Additionally, he has provided environmental engineering services to the Federal Aviation Administration and the U.S. Air Force. His employees supported the United Parcel Service (UPS) in providing personnel services for their experimental airline passenger program. Mr. Jenkins is currently President of the Board of Trustees of the Zorig Foundation USA and he serves on the board of the Arts Council of Mongolia. He supports both financially and personally a number of educational programs for young Mongolians through his board activities. Mr. Jenkins holds degrees from the University of Maryland and George Washington University.
Dwight Gee has more than two decades of domestic experience and one decade of international experience in fundraising, leadership and organizational development, communications, and training. In addition to providing volunteer leadership and administration of ACM-US, he advises boards and executive leadership of a number of nonprofit organizations. He also serves on several nonprofit boards and committees.
He is a guest lecturer at Seattle University and the University of Washington on fundraising and nonprofit management, and also provides training sessions to boards of many nongovernmental organizations on fundraising, governance, and nonprofit management and leadership.
Dwight is a long-time member and immediate-past chair of the advisory committee of Seattle University’s Masters in Nonprofit Leadership Program. He also served two terms as board president of FareStart, a Seattle-based NGO training homeless people to serve in the food service industry. In 2002, as a consultant to the George Soros Open Society Foundations, he helped establish an arts council in Mongolia. He also serves on the board of the Laucks Foundation.
James (Jim) F. Wagenlander has had an extensive engagement with Mongolia since 1989. He and his Denver law firm, Wagenlander & Heisterkamp, LLC, have the oldest continuous involvement with Mongolia and Mongolian matters of any North American law firm. He is a long time Vice Chairman of the North-America Mongolia Business Council and since 1999 has been a very active Honorary Consul of Mongolia in Denver, Colorado. Jim helped start and Chairperson of the Ulaanbaatar Denver Sister Cities Committee. He is also a Board Member of the Arts Council of Mongolia-U.S. and is an urban development advisor to Mongolia’s Capitol City, Ulaanbaatar. Currently he also is the Principal Partner in AmeraWest, a company that manages international U.S. business forums, tours and trips. Mr. Wagenlander is a recipient of both Mongolia’s Polar Star and Friendship medal.
Andy Finch is Director of Policy for the Association of Art Museum Directors, working on issues including tax deductibility of gifts of art, federal indemnification of art exhibitions, arts education, and the federal cultural agencies. He served as Americans for the Arts' chief lobbyist on Capitol Hill and at the federal executive agencies from 2003 to 2007. From 1999 to 2001, he was a Special Assistant at the U.S. Department of Education, advising the Secretary, senior staff, and the First Lady's office on arts education policy. He was a lobbyist for the American Association of Museums from 1990 to 1999, specializing in tax policy, education, and grassroots organizing. During the 1980's, he worked on two statewide campaigns in Massachusetts, on two presidential campaigns, and as a Legislative Assistant in the U.S. House of Representatives. Andy holds a B.A. from Brandeis University in history and classical civilization, and a M.A. in Latin from U.C.L.A.

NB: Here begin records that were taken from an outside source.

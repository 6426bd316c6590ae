use chatline::protocol::{Frame, GroupSnapshot, UserId};
use std::sync::Arc;

use crate::delivery::{DeliveryOutcome, DeliveryRouter};

/// Per-outcome counts of one fan-out.
#[derive(Debug, Clone, Copy, Default, PartialEq, Eq)]
pub struct FanoutReport {
    pub attempted: usize,
    pub live: usize,
    pub queued: usize,
    pub dropped: usize,
}

impl FanoutReport {
    fn record(&mut self, outcome: DeliveryOutcome) {
        self.attempted += 1;
        match outcome {
            DeliveryOutcome::Live => self.live += 1,
            DeliveryOutcome::Queued => self.queued += 1,
            DeliveryOutcome::Dropped => self.dropped += 1,
        }
    }
}

/// Expands a group snapshot into one delivery per member.
pub struct GroupFanout {
    router: Arc<DeliveryRouter>,
}

impl GroupFanout {
    pub fn new(router: Arc<DeliveryRouter>) -> Self {
        Self { router }
    }

    /// Deliver `frame` to every member of `group` except `exclude`, one at a
    /// time in member order. Membership changes after the snapshot was read
    /// are not seen.
    pub async fn fanout(&self, group: &GroupSnapshot, frame: &Frame, exclude: Option<UserId>) -> FanoutReport {
        let mut report = FanoutReport::default();
        for member in &group.members {
            if Some(member.user_id) == exclude {
                continue;
            }
            let outcome = self.router.deliver(member.user_id, frame.clone()).await;
            report.record(outcome);
        }
        tracing::debug!(
            group_id = group.id,
            attempted = report.attempted,
            live = report.live,
            queued = report.queued,
            dropped = report.dropped,
            "group fan-out"
        );
        report
    }
}

#[cfg(test)]
mod tests {
    use super::*;
    use crate::registry::{ConnectionHandle, SessionRegistry};
    use crate::store::{MemoryHistory, MemoryOfflineQueue};
    use chatline::protocol::GroupMember;

    fn group(members: &[UserId]) -> GroupSnapshot {
        GroupSnapshot {
            id: 100,
            name: "crew".to_string(),
            avatar: String::new(),
            owner_id: members[0],
            active: true,
            members: members
                .iter()
                .map(|&user_id| GroupMember {
                    user_id,
                    nickname: None,
                })
                .collect(),
        }
    }

    fn fanout() -> (GroupFanout, Arc<DeliveryRouter>) {
        let router = Arc::new(DeliveryRouter::new(
            Arc::new(SessionRegistry::new()),
            Arc::new(MemoryOfflineQueue::new()),
            Arc::new(MemoryHistory::default()),
        ));
        (GroupFanout::new(router.clone()), router)
    }

    #[tokio::test]
    async fn excludes_sender() {
        let (fanout, router) = fanout();
        let (handle, mut out) = ConnectionHandle::channel(8);
        router.registry().connect(2, handle);

        let report = fanout
            .fanout(&group(&[1, 2, 3, 4]), &Frame::fail("ping"), Some(1))
            .await;
        assert_eq!(
            report,
            FanoutReport {
                attempted: 3,
                live: 1,
                queued: 2,
                dropped: 0
            }
        );
        assert!(out.rx.try_recv().is_ok());
        assert_eq!(router.queued(1).await.unwrap(), 0);
        assert_eq!(router.queued(3).await.unwrap(), 1);
    }

    #[tokio::test]
    async fn no_exclusion_reaches_everyone() {
        let (fanout, router) = fanout();
        let report = fanout
            .fanout(&group(&[1, 2, 3]), &Frame::fail("ping"), None)
            .await;
        assert_eq!(report.attempted, 3);
        assert_eq!(router.queued(1).await.unwrap(), 1);
    }
}
//! Read-only view of the account service's users, friendships and groups.
//!
//! The relay never writes these records; the account service owns them. The
//! in-memory backend doubles as the test fixture.

mod memory;
mod sqlite;

pub use memory::MemoryDirectory;
pub use sqlite::SqliteDirectory;

use anyhow::Result;
use chatline::protocol::{GroupId, GroupSnapshot, UserId};
use serde::{Deserialize, Serialize};

#[derive(Debug, Clone, PartialEq, Eq, Serialize, Deserialize)]
pub struct UserProfile {
    pub id: UserId,
    pub username: String,
    #[serde(default)]
    pub nickname: Option<String>,
    #[serde(default)]
    pub avatar: String,
    pub enabled: bool,
}

impl UserProfile {
    /// Profile nickname if set, else username.
    pub fn display_name(&self) -> &str {
        match self.nickname.as_deref() {
            Some(n) if !n.is_empty() => n,
            _ => &self.username,
        }
    }
}

/// `user_id`'s record about `friend_id`.
#[derive(Debug, Clone, PartialEq, Eq, Serialize, Deserialize)]
pub struct Friendship {
    pub user_id: UserId,
    pub friend_id: UserId,
    /// Alias `user_id` gave `friend_id`.
    #[serde(default)]
    pub nickname: Option<String>,
    #[serde(default)]
    pub blacklisted: bool,
}

/// Blocking lookups; callers run them on `spawn_blocking`.
pub trait Directory: Send + Sync + 'static {
    fn user(&self, id: UserId) -> Result<Option<UserProfile>>;

    fn friendship(&self, user_id: UserId, friend_id: UserId) -> Result<Option<Friendship>>;

    fn group(&self, id: GroupId) -> Result<Option<GroupSnapshot>>;
}
pub mod protocol;
pub mod time;

/// Default HTTP/WebSocket listen address of the relay.
pub const DEFAULT_LISTEN_ADDR: &str = "127.0.0.1:7001";
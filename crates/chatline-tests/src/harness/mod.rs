pub mod client;
pub mod relay;

use std::future::Future;
use std::time::Duration;

/// How long a test waits for a frame that should arrive.
pub const FRAME_TIMEOUT: Duration = Duration::from_secs(3);

/// How long a test waits before concluding a frame will not arrive.
pub const SILENCE: Duration = Duration::from_millis(300);

/// Poll `check` until it returns true, or timeout. Returns the final result.
pub async fn poll_until<F, Fut>(timeout: Duration, mut check: F) -> bool
where
    F: FnMut() -> Fut,
    Fut: Future<Output = bool>,
{
    let deadline = tokio::time::Instant::now() + timeout;
    loop {
        if check().await {
            return true;
        }
        if tokio::time::Instant::now() >= deadline {
            return false;
        }
        tokio::time::sleep(Duration::from_millis(20)).await;
    }
}

/// Initialize tracing for tests (only once per process).
pub fn init_tracing() {
    use std::sync::Once;
    static INIT: Once = Once::new();
    INIT.call_once(|| {
        tracing_subscriber::fmt()
            .with_env_filter("chatline_relay=debug")
            .with_test_writer()
            .try_init()
            .ok();
    });
}
use anyhow::anyhow;
use base64::Engine;
use base64::engine::general_purpose::URL_SAFE_NO_PAD;
use chatline::protocol::UserId;
use chatline::time::now_secs;
use hmac::{Hmac, Mac};
use sha2::Sha256;
use subtle::ConstantTimeEq;

use crate::error::RelayError;

type HmacSha256 = Hmac<Sha256>;

/// Issues and verifies user tokens.
///
/// Token format: `base64url(user_id|expires_unix_secs|hex(hmac_sha256))`.
#[derive(Clone)]
pub struct TokenSigner {
    secret: Vec<u8>,
    ttl_secs: u64,
}

impl TokenSigner {
    pub fn new(secret: impl AsRef<[u8]>, ttl_secs: u64) -> Self {
        Self {
            secret: secret.as_ref().to_vec(),
            ttl_secs,
        }
    }

    fn mac(&self, payload: &str) -> Result<HmacSha256, hmac::digest::InvalidLength> {
        let mut mac = HmacSha256::new_from_slice(&self.secret)?;
        mac.update(payload.as_bytes());
        Ok(mac)
    }

    pub fn issue(&self, user_id: UserId) -> anyhow::Result<String> {
        self.issue_at(user_id, now_secs())
    }

    pub fn issue_at(&self, user_id: UserId, now: u64) -> anyhow::Result<String> {
        let payload = format!("{}|{}", user_id, now.saturating_add(self.ttl_secs));
        let signature = self
            .mac(&payload)
            .map_err(|e| anyhow!("invalid token secret: {e}"))?
            .finalize()
            .into_bytes();
        let token = format!("{}|{}", payload, hex::encode(signature));
        Ok(URL_SAFE_NO_PAD.encode(token.as_bytes()))
    }

    pub fn verify(&self, token: &str) -> Result<UserId, RelayError> {
        self.verify_at(token, now_secs())
    }

    pub fn verify_at(&self, token: &str, now: u64) -> Result<UserId, RelayError> {
        let invalid = || RelayError::Unauthorized("invalid token".to_string());

        let decoded = URL_SAFE_NO_PAD.decode(token.as_bytes()).map_err(|_| invalid())?;
        let text = String::from_utf8(decoded).map_err(|_| invalid())?;

        let mut parts = text.splitn(3, '|');
        let (Some(user), Some(expires), Some(sig_hex)) = (parts.next(), parts.next(), parts.next())
        else {
            return Err(invalid());
        };

        let signature = hex::decode(sig_hex).map_err(|_| invalid())?;
        self.mac(&format!("{user}|{expires}"))
            .map_err(|_| invalid())?
            .verify_slice(&signature)
            .map_err(|_| invalid())?;

        let expires: u64 = expires.parse().map_err(|_| invalid())?;
        if now > expires {
            return Err(RelayError::Unauthorized("token expired".to_string()));
        }
        user.parse().map_err(|_| invalid())
    }
}

/// Constant-time comparison for the internal service secret.
pub fn secret_matches(provided: &str, expected: &str) -> bool {
    !provided.is_empty() && provided.as_bytes().ct_eq(expected.as_bytes()).unwrap_u8() == 1
}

Erin Younger is a museum professional with nearly four decades’ experience in both museums and public arts administration. She currently works as research associate at the Smithsonian’s Center for Folklife and Cultural Heritage and as a peer reviewer for the American Alliance of Museums. Erin worked at Seattle’s Burke Museum from 1995 to 2013, where she served as director of public programs and associate director for exhibits and institutional planning. Prior to her term at the Burke, she had worked at the King County Arts Commission and the Washington Commission for the Humanities. Erin completed her graduate studies in cultural anthropology and museology at Arizona State University, and she worked as curator of contemporary Native American Art at the Heard Museum in the 1970s. Since 2013, she has been pleased to serve as a regional director for ACM-US.